Extracted material Start Marker

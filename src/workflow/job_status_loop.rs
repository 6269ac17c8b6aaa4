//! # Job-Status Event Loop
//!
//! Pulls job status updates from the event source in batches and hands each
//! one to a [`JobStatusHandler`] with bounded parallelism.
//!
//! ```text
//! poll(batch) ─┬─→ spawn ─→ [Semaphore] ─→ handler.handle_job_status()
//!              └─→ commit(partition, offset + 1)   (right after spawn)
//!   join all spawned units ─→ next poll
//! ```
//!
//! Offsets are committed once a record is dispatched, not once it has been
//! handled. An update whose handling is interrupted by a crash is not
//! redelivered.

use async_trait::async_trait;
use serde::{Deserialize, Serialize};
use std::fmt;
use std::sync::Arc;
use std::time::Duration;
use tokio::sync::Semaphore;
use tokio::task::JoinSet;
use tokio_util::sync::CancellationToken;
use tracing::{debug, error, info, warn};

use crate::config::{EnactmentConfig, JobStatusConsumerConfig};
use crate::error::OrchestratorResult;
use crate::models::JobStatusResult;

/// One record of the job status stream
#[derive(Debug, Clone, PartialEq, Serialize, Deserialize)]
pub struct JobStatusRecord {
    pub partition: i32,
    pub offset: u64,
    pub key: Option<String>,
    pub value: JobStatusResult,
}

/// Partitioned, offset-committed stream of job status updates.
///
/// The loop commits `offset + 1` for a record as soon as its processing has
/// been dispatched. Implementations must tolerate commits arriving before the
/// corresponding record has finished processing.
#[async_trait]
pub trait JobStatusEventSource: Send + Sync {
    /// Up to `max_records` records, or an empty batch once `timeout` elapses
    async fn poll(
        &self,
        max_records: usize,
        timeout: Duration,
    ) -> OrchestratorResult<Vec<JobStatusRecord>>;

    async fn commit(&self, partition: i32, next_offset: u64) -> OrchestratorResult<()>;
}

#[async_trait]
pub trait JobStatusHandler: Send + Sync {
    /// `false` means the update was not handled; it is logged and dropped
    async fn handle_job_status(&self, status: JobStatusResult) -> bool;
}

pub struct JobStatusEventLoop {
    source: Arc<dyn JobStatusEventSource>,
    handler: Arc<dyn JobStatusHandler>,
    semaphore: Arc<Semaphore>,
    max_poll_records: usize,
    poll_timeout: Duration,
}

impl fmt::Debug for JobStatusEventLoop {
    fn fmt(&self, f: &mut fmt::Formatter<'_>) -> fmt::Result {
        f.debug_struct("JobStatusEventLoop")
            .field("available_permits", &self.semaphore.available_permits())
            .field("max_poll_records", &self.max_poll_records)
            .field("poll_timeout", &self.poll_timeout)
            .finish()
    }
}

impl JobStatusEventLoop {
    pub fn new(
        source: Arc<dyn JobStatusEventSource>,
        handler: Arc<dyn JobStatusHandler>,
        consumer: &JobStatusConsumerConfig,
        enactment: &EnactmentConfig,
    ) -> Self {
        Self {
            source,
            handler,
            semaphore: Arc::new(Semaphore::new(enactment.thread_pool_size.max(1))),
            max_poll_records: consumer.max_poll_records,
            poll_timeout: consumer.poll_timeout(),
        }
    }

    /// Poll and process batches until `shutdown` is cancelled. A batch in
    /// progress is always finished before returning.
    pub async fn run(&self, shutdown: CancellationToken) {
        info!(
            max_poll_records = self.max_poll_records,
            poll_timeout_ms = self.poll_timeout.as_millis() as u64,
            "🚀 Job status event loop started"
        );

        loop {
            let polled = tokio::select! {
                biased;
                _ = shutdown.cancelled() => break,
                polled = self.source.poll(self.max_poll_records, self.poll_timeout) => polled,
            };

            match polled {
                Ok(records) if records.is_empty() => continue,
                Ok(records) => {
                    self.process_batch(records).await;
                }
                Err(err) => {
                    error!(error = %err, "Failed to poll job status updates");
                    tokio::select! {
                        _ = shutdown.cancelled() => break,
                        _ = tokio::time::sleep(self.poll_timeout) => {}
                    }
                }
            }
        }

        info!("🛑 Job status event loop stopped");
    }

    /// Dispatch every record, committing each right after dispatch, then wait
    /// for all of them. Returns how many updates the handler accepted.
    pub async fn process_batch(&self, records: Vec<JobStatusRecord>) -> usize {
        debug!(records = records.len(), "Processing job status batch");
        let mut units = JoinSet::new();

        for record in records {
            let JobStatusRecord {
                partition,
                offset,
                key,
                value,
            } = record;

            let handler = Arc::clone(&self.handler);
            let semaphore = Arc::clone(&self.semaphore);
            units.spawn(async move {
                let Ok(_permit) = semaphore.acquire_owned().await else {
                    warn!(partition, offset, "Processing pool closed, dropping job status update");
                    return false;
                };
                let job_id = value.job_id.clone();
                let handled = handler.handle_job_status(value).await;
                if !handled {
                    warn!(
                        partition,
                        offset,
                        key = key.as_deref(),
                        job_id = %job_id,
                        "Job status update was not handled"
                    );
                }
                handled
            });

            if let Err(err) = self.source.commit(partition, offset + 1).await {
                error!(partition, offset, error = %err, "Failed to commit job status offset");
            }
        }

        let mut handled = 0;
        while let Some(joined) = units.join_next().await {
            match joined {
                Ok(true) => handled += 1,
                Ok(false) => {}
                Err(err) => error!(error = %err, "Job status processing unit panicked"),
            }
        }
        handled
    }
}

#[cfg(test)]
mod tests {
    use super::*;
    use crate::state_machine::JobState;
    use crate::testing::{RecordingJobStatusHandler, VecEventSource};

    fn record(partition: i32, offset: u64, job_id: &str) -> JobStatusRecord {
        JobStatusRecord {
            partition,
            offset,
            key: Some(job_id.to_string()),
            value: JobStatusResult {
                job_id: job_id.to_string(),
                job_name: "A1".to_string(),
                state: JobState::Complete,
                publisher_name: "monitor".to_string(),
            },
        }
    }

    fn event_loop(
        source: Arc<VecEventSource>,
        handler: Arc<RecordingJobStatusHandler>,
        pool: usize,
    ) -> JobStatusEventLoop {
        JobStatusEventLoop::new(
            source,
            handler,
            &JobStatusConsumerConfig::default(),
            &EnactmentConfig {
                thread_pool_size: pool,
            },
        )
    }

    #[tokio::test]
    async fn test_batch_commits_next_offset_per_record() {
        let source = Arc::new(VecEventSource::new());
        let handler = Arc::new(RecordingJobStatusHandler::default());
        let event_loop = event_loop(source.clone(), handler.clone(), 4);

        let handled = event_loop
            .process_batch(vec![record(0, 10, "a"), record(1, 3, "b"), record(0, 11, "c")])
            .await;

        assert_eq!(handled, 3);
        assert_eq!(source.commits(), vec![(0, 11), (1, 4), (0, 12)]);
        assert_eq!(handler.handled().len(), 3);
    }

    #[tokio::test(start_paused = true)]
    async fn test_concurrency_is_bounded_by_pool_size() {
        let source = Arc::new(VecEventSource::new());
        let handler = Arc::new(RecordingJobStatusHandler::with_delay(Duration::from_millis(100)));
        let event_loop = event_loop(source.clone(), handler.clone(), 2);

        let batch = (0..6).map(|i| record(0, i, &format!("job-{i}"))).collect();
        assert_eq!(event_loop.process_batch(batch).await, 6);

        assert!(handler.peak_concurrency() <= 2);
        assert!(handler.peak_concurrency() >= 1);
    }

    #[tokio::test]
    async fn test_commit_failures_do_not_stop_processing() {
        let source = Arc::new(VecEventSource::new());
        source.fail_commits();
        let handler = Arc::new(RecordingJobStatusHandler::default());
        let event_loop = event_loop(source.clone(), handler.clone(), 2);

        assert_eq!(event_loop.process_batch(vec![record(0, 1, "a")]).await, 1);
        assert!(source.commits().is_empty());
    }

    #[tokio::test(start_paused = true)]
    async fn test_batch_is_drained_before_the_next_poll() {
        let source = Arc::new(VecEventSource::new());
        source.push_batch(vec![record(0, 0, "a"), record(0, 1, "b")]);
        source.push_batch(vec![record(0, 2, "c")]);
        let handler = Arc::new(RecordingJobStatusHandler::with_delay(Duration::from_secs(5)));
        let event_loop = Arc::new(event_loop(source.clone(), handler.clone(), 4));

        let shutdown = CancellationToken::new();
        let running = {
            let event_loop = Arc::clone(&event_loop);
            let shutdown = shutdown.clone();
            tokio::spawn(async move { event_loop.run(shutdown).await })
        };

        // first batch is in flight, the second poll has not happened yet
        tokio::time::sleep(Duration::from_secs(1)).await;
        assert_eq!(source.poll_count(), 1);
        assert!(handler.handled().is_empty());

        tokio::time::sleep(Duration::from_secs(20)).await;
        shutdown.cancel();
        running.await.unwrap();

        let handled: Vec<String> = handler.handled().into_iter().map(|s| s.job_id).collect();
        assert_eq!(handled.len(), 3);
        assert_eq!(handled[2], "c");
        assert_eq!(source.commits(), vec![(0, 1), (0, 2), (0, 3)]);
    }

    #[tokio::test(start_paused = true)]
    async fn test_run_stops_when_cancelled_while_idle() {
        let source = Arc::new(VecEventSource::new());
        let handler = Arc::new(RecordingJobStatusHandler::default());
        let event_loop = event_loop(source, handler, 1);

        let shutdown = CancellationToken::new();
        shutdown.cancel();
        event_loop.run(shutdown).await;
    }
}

Extracted material End Marker

Exercise requirements: Please copy exactly, and only, the lines from the line containing "assert_eq!(source.poll_count(), 1);" through the last line of the records, with both ends included.

Result below:
        assert_eq!(source.poll_count(), 1);
        assert!(handler.handled().is_empty());

        tokio::time::sleep(Duration::from_secs(20)).await;
        shutdown.cancel();
        running.await.unwrap();

        let handled: Vec<String> = handler.handled().into_iter().map(|s| s.job_id).collect();
        assert_eq!(handled.len(), 3);
        assert_eq!(handled[2], "c");
        assert_eq!(source.commits(), vec![(0, 1), (0, 2), (0, 3)]);
    }

    #[tokio::test(start_paused = true)]
    async fn test_run_stops_when_cancelled_while_idle() {
        let source = Arc::new(VecEventSource::new());
        let handler = Arc::new(RecordingJobStatusHandler::default());
        let event_loop = event_loop(source, handler, 1);

        let shutdown = CancellationToken::new();
        shutdown.cancel();
        event_loop.run(shutdown).await;
    }
}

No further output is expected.